START Records shown

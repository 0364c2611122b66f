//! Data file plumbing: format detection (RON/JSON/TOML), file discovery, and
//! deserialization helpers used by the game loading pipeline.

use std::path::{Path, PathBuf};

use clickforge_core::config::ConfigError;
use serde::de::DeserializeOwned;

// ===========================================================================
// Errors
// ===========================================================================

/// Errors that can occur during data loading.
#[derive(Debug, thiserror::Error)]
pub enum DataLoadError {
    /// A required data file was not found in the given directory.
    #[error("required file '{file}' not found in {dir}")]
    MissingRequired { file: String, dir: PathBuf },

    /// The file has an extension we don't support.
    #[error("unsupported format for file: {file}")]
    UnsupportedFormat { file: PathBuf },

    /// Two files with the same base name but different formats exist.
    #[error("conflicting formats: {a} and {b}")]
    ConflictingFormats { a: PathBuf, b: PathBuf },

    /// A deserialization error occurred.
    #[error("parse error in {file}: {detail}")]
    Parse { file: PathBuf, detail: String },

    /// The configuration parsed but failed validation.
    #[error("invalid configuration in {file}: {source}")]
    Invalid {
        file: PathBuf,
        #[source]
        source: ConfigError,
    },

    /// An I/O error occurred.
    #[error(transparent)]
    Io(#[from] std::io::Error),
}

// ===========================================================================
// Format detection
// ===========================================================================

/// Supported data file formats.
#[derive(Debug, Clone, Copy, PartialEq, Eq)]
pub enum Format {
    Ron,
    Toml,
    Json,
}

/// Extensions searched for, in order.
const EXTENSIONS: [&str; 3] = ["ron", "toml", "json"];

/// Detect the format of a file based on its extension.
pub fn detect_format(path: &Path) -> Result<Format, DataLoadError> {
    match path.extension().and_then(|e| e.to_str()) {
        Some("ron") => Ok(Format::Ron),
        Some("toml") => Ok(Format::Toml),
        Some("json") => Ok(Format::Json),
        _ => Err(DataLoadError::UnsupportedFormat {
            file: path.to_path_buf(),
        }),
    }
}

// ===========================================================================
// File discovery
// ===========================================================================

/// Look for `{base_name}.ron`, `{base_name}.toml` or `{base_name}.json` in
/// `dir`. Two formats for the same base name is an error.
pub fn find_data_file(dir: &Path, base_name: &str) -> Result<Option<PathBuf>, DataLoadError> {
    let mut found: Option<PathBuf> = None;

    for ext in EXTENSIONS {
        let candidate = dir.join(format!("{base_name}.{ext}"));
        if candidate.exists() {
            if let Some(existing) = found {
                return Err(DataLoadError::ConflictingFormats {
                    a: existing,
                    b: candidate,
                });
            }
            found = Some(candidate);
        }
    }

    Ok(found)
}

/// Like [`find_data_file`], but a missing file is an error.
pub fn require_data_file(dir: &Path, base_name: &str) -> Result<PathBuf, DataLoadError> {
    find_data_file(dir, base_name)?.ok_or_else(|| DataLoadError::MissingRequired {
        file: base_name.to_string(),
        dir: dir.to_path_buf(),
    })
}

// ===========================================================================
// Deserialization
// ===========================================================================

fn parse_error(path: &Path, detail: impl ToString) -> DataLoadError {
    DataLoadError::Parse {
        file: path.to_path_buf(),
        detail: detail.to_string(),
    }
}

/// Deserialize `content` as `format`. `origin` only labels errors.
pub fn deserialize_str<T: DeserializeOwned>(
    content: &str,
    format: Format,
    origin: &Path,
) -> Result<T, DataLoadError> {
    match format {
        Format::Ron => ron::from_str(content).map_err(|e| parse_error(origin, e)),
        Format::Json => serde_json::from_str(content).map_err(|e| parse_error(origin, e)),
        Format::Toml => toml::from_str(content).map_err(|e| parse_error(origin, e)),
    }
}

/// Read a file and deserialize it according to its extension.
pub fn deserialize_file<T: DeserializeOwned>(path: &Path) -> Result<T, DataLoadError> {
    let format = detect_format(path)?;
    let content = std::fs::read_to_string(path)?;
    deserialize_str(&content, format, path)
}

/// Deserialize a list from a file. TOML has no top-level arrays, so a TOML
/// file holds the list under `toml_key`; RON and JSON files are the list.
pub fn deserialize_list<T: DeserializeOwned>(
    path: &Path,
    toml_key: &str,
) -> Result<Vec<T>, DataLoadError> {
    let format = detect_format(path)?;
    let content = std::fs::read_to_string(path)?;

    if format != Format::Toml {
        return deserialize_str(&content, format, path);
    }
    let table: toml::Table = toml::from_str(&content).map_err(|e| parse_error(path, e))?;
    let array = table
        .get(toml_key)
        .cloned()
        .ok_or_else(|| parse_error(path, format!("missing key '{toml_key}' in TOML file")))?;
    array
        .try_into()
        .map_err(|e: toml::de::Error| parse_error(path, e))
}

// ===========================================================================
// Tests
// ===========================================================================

END Records shown

▸ Your assignment
Using only the data above, copy out the lines that include the word "ConflictingFormats".

▸ Solution for this exercise
    ConflictingFormats { a: PathBuf, b: PathBuf },
                return Err(DataLoadError::ConflictingFormats {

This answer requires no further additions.